Won’t You Be My Neighbor is a 2018 documentary about the life and career of famed children show host Fred Rogers.

If you were a kid in the last decades, Mr. Rogers’ Neighborhood was probably playing on your TV sets every day. It’s host, Fred Rogers, was a famously mild mannered guy who, turns out, was rather radical for back then … and even now. He didn’t have to tell jokes or make a fool of himself to entertain kids. There was no cartoon shows or mascot to get children interested in watching him. It was his special brand of respected, how he didn’t talk down to youngsters, that made him an important figure in all our lives. He was a special friend we got to spend thirty minutes with each day with and we were the better for it.

Being a grown man, I haven’t seen the show in quite a while but was impressed he lasted from 1968 to 2001. That’s great staying power, akin maybe to The Simpsons, especially with cable TV and later the internet having so much influence. It must have been hard to compete with those forms of media and yet, it did.

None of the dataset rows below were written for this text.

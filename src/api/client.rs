//! Typed request client
//!
//! [`RequestClient`] sits on top of a [`Transport`] and is the single place
//! where response envelopes are unwrapped. Callers always receive the
//! payload type they asked for, or an error:
//!
//! - non-2xx status -> [`DashError::Status`]
//! - 2xx with `success = false` -> [`DashError::Envelope`]
//! - 2xx with `success = true` -> `data` deserialized into `T`

use std::sync::Arc;

use serde::de::DeserializeOwned;
use serde::Serialize;
use serde_json::Value;

use crate::api::envelope::ApiResponse;
use crate::api::transport::{Method, Transport, TransportResponse};
use crate::error::{DashError, Result};

/// Typed façade over a [`Transport`].
///
/// Cheap to clone; clones share the underlying transport.
#[derive(Debug, Clone)]
pub struct RequestClient {
    transport: Arc<dyn Transport>,
}

impl RequestClient {
    /// Wrap a transport
    pub fn new(transport: Arc<dyn Transport>) -> Self {
        Self { transport }
    }

    /// GET `path` and unwrap the envelope into `T`
    ///
    /// # Errors
    ///
    /// Propagates transport failures unchanged; see the module docs for the
    /// status and envelope errors.
    pub async fn get<T: DeserializeOwned>(&self, path: &str) -> Result<T> {
        self.get_with_query(path, &[]).await
    }

    /// GET `path` with query pairs and unwrap the envelope into `T`
    ///
    /// # Errors
    ///
    /// See [`RequestClient::get`].
    pub async fn get_with_query<T: DeserializeOwned>(
        &self,
        path: &str,
        query: &[(String, String)],
    ) -> Result<T> {
        let response = self.transport.get(path, query).await?;
        unwrap_response(Method::Get, path, response)
    }

    /// PUT `body` to `path` and unwrap the envelope into `T`
    ///
    /// # Errors
    ///
    /// See [`RequestClient::get`]. Also fails if `body` cannot be serialized.
    pub async fn put<B: Serialize + ?Sized, T: DeserializeOwned>(
        &self,
        path: &str,
        body: &B,
    ) -> Result<T> {
        let body = serde_json::to_value(body)?;
        let response = self.transport.put(path, body).await?;
        unwrap_response(Method::Put, path, response)
    }
}

fn unwrap_response<T: DeserializeOwned>(
    method: Method,
    path: &str,
    response: TransportResponse,
) -> Result<T> {
    if !response.is_success() {
        let message = status_message(&response.body);
        tracing::warn!(
            status = response.status,
            "{} {} failed: {}",
            method,
            path,
            message
        );
        return Err(DashError::Status {
            status: response.status,
            message,
        }
        .into());
    }

    let envelope: ApiResponse<Value> = serde_json::from_value(response.body).map_err(|e| {
        DashError::Transport(format!(
            "{} {} returned a body that is not a response envelope: {}",
            method, path, e
        ))
    })?;

    let data = envelope.into_result().map_err(|e| {
        tracing::warn!("{} {} rejected: {}", method, path, e);
        e
    })?;

    serde_json::from_value(data.unwrap_or(Value::Null)).map_err(|e| {
        DashError::Transport(format!(
            "{} {} returned an unexpected payload: {}",
            method, path, e
        ))
        .into()
    })
}

/// Best-effort message for a non-2xx body: the envelope message when the
/// body is one, otherwise the body text.
fn status_message(body: &Value) -> String {
    match body {
        Value::Object(map) => map
            .get("message")
            .and_then(Value::as_str)
            .filter(|m| !m.is_empty())
            .map(str::to_string)
            .unwrap_or_else(|| body.to_string()),
        Value::String(text) => text.clone(),
        Value::Null => String::new(),
        other => other.to_string(),
    }
}

#[cfg(test)]
mod tests {
    use super::*;
    use crate::api::transport::fake::FakeTransport;
    use serde_json::json;

    fn client_with(fake: FakeTransport) -> (RequestClient, Arc<FakeTransport>) {
        let fake = Arc::new(fake);
        (RequestClient::new(fake.clone()), fake)
    }

    #[tokio::test]
    async fn test_get_unwraps_data() {
        let fake = FakeTransport::new();
        fake.respond_ok(Method::Get, "/numbers", json!([1, 2, 3]));
        let (client, _) = client_with(fake);

        let numbers: Vec<u32> = client.get("/numbers").await.unwrap();
        assert_eq!(numbers, vec![1, 2, 3]);
    }

    #[tokio::test]
    async fn test_non_2xx_is_status_error_with_envelope_message() {
        let fake = FakeTransport::new();
        fake.respond_error(Method::Get, "/api/dataset/7", 404, "dataset not found");
        let (client, _) = client_with(fake);

        let err = client.get::<Value>("/api/dataset/7").await.unwrap_err();
        match err.downcast_ref::<DashError>() {
            Some(DashError::Status { status, message }) => {
                assert_eq!(*status, 404);
                assert_eq!(message, "dataset not found");
            }
            other => panic!("unexpected error: {:?}", other),
        }
    }

    #[tokio::test]
    async fn test_non_2xx_plain_text_body_kept_as_message() {
        let fake = FakeTransport::new();
        fake.respond(
            Method::Get,
            "/user/me",
            502,
            Value::String("Bad Gateway".to_string()),
        );
        let (client, _) = client_with(fake);

        let err = client.get::<Value>("/user/me").await.unwrap_err();
        assert!(err.to_string().contains("Bad Gateway"));
    }

    #[tokio::test]
    async fn test_2xx_with_failed_envelope_is_envelope_error() {
        let fake = FakeTransport::new();
        fake.respond(
            Method::Get,
            "/user/me",
            200,
            json!({"code": 401, "data": null, "message": "login required", "success": false}),
        );
        let (client, _) = client_with(fake);

        let err = client.get::<Value>("/user/me").await.unwrap_err();
        assert!(matches!(
            err.downcast_ref::<DashError>(),
            Some(DashError::Envelope { code: 401, .. })
        ));
    }

    #[tokio::test]
    async fn test_missing_data_deserializes_as_null() {
        let fake = FakeTransport::new();
        fake.respond(
            Method::Put,
            "/noop",
            200,
            json!({"code": 0, "success": true}),
        );
        let (client, _) = client_with(fake);

        let result: Option<String> = client.put("/noop", &json!({})).await.unwrap();
        assert!(result.is_none());
    }

    #[tokio::test]
    async fn test_body_that_is_not_an_envelope_is_rejected() {
        let fake = FakeTransport::new();
        fake.respond(Method::Get, "/raw", 200, json!([1, 2]));
        let (client, _) = client_with(fake);

        let err = client.get::<Vec<u32>>("/raw").await.unwrap_err();
        assert!(matches!(
            err.downcast_ref::<DashError>(),
            Some(DashError::Transport(_))
        ));
    }

    #[tokio::test]
    async fn test_transport_failure_propagates_unchanged() {
        let fake = FakeTransport::new();
        fake.fail(Method::Get, "/user/me", "timed out");
        let (client, _) = client_with(fake);

        let err = client.get::<Value>("/user/me").await.unwrap_err();
        match err.downcast_ref::<DashError>() {
            Some(DashError::Transport(reason)) => assert_eq!(reason, "timed out"),
            other => panic!("unexpected error: {:?}", other),
        }
    }

    #[tokio::test]
    async fn test_put_sends_serialized_body() {
        let fake = FakeTransport::new();
        fake.respond_ok(Method::Put, "/user/profile", json!({"ok": true}));
        let (client, fake) = client_with(fake);

        let _: Value = client
            .put("/user/profile", &json!({"username": "neo"}))
            .await
            .unwrap();
        assert_eq!(
            fake.requests()[0].body,
            Some(json!({"username": "neo"}))
        );
    }
}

Many might not have known that Mr. Rogers was a Republican and a conservative Christian before becoming involved with television, on his way to becoming a priest.  However, his show had no such agenda, never pushing his politics or beliefs, always respecting everyone’s differences. It’s what defined the show, and I can’t help but wonder if he’d ever been asked to lean toward a special interest group, something that surely in these severe climates of political division, would seem impossible to avoid.

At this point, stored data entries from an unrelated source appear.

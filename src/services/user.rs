//! User service

use crate::api::RequestClient;
use crate::error::Result;
use crate::models::{ProfileUpdate, User};

/// Path of the signed-in user.
pub const ME_PATH: &str = "/user/me";

/// Path for profile updates.
pub const PROFILE_PATH: &str = "/user/profile";

/// Typed façade for the user endpoints.
#[derive(Debug, Clone)]
pub struct UserService {
    client: RequestClient,
}

impl UserService {
    /// Create a service on top of `client`
    pub fn new(client: RequestClient) -> Self {
        Self { client }
    }

    /// `GET /user/me`: the signed-in user
    pub async fn me(&self) -> Result<User> {
        self.client.get(ME_PATH).await
    }

    /// `PUT /user/profile`: submit a partial update, returning the updated user
    ///
    /// The update is sent as-is; an empty update is not rejected here.
    pub async fn update_profile(&self, update: &ProfileUpdate) -> Result<User> {
        self.client.put(PROFILE_PATH, update).await
    }
}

Rogers was a trailblazer on television and off, the first public host to share a swimming pool with an African American on air. He supported gay rights, and talked about issues few others would. He offered opinions on everything from death and divorce to war and assassination, and to children watching his show, these were valuable moments of insight, calm, and clarity. For Fred Rogers, no topic was off limits if it affected a child.

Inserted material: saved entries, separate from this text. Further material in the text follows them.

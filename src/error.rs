//! Error types for datadash
//!
//! This module defines all error types used throughout the crate,
//! using `thiserror` for ergonomic error handling.

use thiserror::Error;

/// Main error type for datadash operations
///
/// Covers configuration problems, transport failures, non-success
/// responses from the backend, store validation, and persistence.
#[derive(Error, Debug)]
pub enum DashError {
    /// Configuration-related errors
    #[error("Configuration error: {0}")]
    Config(String),

    /// The request never produced a usable response (connection refused,
    /// timeout, undecodable body)
    #[error("Transport error: {0}")]
    Transport(String),

    /// The backend answered with a non-2xx HTTP status
    #[error("Request failed with status {status}: {message}")]
    Status {
        /// HTTP status code
        status: u16,
        /// Message from the envelope, or the raw body
        message: String,
    },

    /// The backend answered 2xx but the envelope reported `success = false`
    #[error("Request rejected (code {code}): {message}")]
    Envelope {
        /// Envelope classification code
        code: i64,
        /// Envelope message, possibly empty
        message: String,
    },

    /// Theme name outside `light`, `dark`, `system`
    #[error("Invalid theme: {0}. Must be one of: light, dark, system")]
    InvalidTheme(String),

    /// Durable storage errors (session repository)
    #[error("Storage error: {0}")]
    Storage(String),

    /// IO errors
    #[error("IO error: {0}")]
    Io(#[from] std::io::Error),

    /// JSON serialization/deserialization errors
    #[error("Serialization error: {0}")]
    Serialization(#[from] serde_json::Error),

    /// YAML parsing errors
    #[error("YAML error: {0}")]
    Yaml(#[from] serde_yaml::Error),

    /// HTTP request errors
    #[error("HTTP error: {0}")]
    Http(#[from] reqwest::Error),
}

impl DashError {
    /// HTTP status carried by this error, if any
    ///
    /// # Examples
    ///
    /// ```
    /// use datadash::error::DashError;
    ///
    /// let err = DashError::Status { status: 404, message: "not found".into() };
    /// assert_eq!(err.status(), Some(404));
    /// assert_eq!(DashError::Config("x".into()).status(), None);
    /// ```
    pub fn status(&self) -> Option<u16> {
        match self {
            DashError::Status { status, .. } => Some(*status),
            DashError::Http(e) => e.status().map(|s| s.as_u16()),
            _ => None,
        }
    }
}

/// Result type alias for datadash operations
///
/// This is a convenience alias that uses `anyhow::Error` as the error type,
/// allowing for rich error context and easy error propagation. Callers that
/// need a specific variant use `err.downcast_ref::<DashError>()`.
pub type Result<T> = anyhow::Result<T>;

Director Morgan Neville expands on the persona we all have come to know, delivering a terrific film about some who I suspect me might ever ever have again on television or elsewhere. His devotion to children and the show’s unbiased and universal approach is a thing of the past, as nearly everything on TV now devotes more to selling things to its audience than teaching something meaningful. At least Mr. Rogers’ Neighborhood is timeless and visiting often is what we all should to more often.